How absurd at her age to be in love. Love at any age really, but at least when you are young you don’t know any better. Just to think how in a brief instant her whole life changed, at a time when she truly felt as if nothing would ever happen to her again!

Two men are in front of her house cutting off the tree branches.

“Hey!” she shouts. That tree is the only one for miles! It’s true, it is kind of dead. She and the kids pasted some artificial leaves and flowers on it, when the girls were little. But who gave permission? “Stop!
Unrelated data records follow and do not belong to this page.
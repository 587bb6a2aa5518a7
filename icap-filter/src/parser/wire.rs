use std::borrow::Cow;
use std::io::Write;

use crate::ICAP_VERSION;
use crate::parser::encapsulated::{self, EncapsulationRange};
use crate::response::Response;

/// Find end of a header block (position after CRLFCRLF).
#[inline]
pub fn find_double_crlf(buf: &[u8]) -> Option<usize> {
    memchr::memmem::find(buf, b"\r\n\r\n").map(|i| i + 4)
}

/// Result of scanning an ICAP-chunked body.
#[derive(Debug, Clone, Copy, PartialEq, Eq)]
pub enum ChunkScan {
    /// Body ends at this absolute position (after the terminating CRLF).
    Complete(usize),
    /// More bytes are needed.
    Incomplete,
    /// A chunk-size line is not hexadecimal, or its size cannot fit in memory.
    Invalid,
}

/// Parse a single chunk: returns (next_pos, is_final_zero).
fn parse_one_chunk(buf: &[u8], from: usize) -> Result<Option<(usize, bool)>, ()> {
    let Some(rel) = memchr::memmem::find(&buf[from..], b"\r\n") else {
        return Ok(None);
    };
    let size_line = &buf[from..from + rel];
    // chunk extensions such as `; ieof`
    let size_hex = size_line.split(|&b| b == b';').next().unwrap_or(size_line);
    let size_str = std::str::from_utf8(size_hex).map_err(|_| ())?.trim();
    let size = usize::from_str_radix(size_str, 16).map_err(|_| ())?;

    let after_size = from + rel + 2;
    let need = after_size
        .checked_add(size)
        .and_then(|n| n.checked_add(2))
        .ok_or(())?;
    if buf.len() < need {
        return Ok(None);
    }
    if size == 0 {
        if &buf[after_size..after_size + 2] != b"\r\n" {
            return Err(());
        }
        return Ok(Some((need, true)));
    }
    Ok(Some((need, false)))
}

/// Walk chunks starting at `pos` until the zero-size chunk.
pub fn scan_chunked(buf: &[u8], mut pos: usize) -> ChunkScan {
    loop {
        if pos >= buf.len() {
            return ChunkScan::Incomplete;
        }
        match parse_one_chunk(buf, pos) {
            Ok(Some((next, true))) => return ChunkScan::Complete(next),
            Ok(Some((next, false))) => pos = next,
            Ok(None) => return ChunkScan::Incomplete,
            Err(()) => return ChunkScan::Invalid,
        }
    }
}

/// Length of the first complete ICAP message in `buf`, judged by the
/// message's own header block and `Encapsulated` offsets.
///
/// Returns `None` while more bytes are needed. A header block whose
/// `Encapsulated` value cannot be read is returned on its own so the parser
/// can report it.
pub fn delimited_frame_len(buf: &[u8]) -> Option<usize> {
    let h_end = find_double_crlf(buf)?;
    let head = String::from_utf8_lossy(&buf[..h_end]);

    let Some(value) = encapsulated::find_encapsulated_value(&head) else {
        return Some(h_end);
    };
    let ranges: Vec<EncapsulationRange> = match encapsulated::parse_encapsulated_value(value) {
        Ok(r) => r,
        Err(_) => return Some(h_end),
    };
    let Some(last) = ranges.last() else {
        return Some(h_end);
    };

    let Some(last_abs) = h_end.checked_add(last.start) else {
        return Some(h_end);
    };
    if buf.len() < last_abs {
        return None;
    }

    if last.kind.is_body() {
        match scan_chunked(buf, last_abs) {
            ChunkScan::Complete(end) => Some(end),
            ChunkScan::Incomplete => None,
            ChunkScan::Invalid => Some(buf.len()),
        }
    } else if last.kind.is_header() {
        find_double_crlf(&buf[last_abs..]).map(|n| last_abs + n)
    } else {
        Some(last_abs)
    }
}

/// Write one chunk into an already-assembled buffer.
pub fn write_chunk_into(out: &mut Vec<u8>, data: &[u8]) {
    // writing into a Vec cannot fail
    let _ = write!(out, "{:X}\r\n", data.len());
    if !data.is_empty() {
        out.extend_from_slice(data);
    }
    out.extend_from_slice(b"\r\n");
}

/// Serialize a response: status line, headers without any caller `ISTag`,
/// the service `ISTag`, blank line, the body if any, then a closing CRLF.
pub fn serialize_icap_response(resp: &Response, istag: &str) -> Vec<u8> {
    let mut out = Vec::with_capacity(256 + resp.body.as_ref().map_or(0, Vec::len));
    let _ = write!(
        out,
        "{} {} {}\r\n",
        ICAP_VERSION,
        resp.status_code.as_u16(),
        resp.status_code.reason()
    );

    for (name, value) in resp.headers.iter() {
        if name.trim().eq_ignore_ascii_case("ISTag") {
            continue;
        }
        let _ = write!(out, "{}: {}\r\n", canon_icap_header(name.trim()), value);
    }
    let _ = write!(out, "ISTag: \"{}\"\r\n", istag.trim_matches('"'));
    out.extend_from_slice(b"\r\n");

    if let Some(body) = &resp.body {
        out.extend_from_slice(body);
    }
    out.extend_from_slice(b"\r\n");
    out
}

/// Return canonical ICAP header name (title-cased, with special-cases).
pub fn canon_icap_header(name: &str) -> Cow<'_, str> {
    let lower = name.to_ascii_lowercase();
    let fixed = match lower.as_str() {
        "methods" => "Methods",
        "istag" => "ISTag",
        "encapsulated" => "Encapsulated",
        "service" => "Service",
        "max-connections" => "Max-Connections",
        "options-ttl" => "Options-TTL",
        "preview" => "Preview",
        "allow" => "Allow",
        "service-id" => "Service-ID",
        "opt-body-type" => "Opt-body-type",
        "transfer-preview" => "Transfer-Preview",
        "transfer-ignore" => "Transfer-Ignore",
        "transfer-complete" => "Transfer-Complete",
        _ => {
            if name == lower.as_str() {
                // Title-Case each hyphen-separated token.
                let mut out = String::with_capacity(name.len());
                for (i, seg) in name.split('-').enumerate() {
                    if i > 0 {
                        out.push('-');
                    }
                    let mut chars = seg.chars();
                    if let Some(c0) = chars.next() {
                        out.extend(c0.to_uppercase());
                        out.extend(chars);
                    }
                }
                return Cow::Owned(out);
            }
            return Cow::Borrowed(name);
        }
    };
    Cow::Borrowed(fixed)
}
What are you doing?” By the time they can hear her over the noise of the chainsaw, it’s too late: both branches have been lopped, only the leafless trunk remains. “Who told you you could do that?” But they are gone.

The sun burns down, there is no breeze, the ground is baked; here and there through the cracks protrude cans, hubcaps, the edges of heavy-duty trash bags. Transmission fluid and used oil welter out from the substrata. Pre-Columbian pottery, Tang statuary. The planet’s garbage is on the move.

A man wearing one of those compact helicopter backpacks circles overhead and lands on the drive. The man, prawn-pink and glossy with importance, ducks his head as the blades of the heli-pack putter to a halt; he undoes the straps that harness the equipment to him. Wait a minute! Is it…

“Oh my gosh! Jesse! What are you doing here?” She runs into his arms; not exactly, but she has to be careful not to knock him down. He seems somehow different. My goodness, he has really gained weight! Yet, at the same time looks younger. He’s the same but not the same, it must be she who has gained weight, she can barely get her arms around him.

“Hey, little lady!” he says. “Whoa, there, I guess you really are glad to see me.”

“When did you get here? Why didn’t you call? How’s Tahnee? I’m not quite finished packing.”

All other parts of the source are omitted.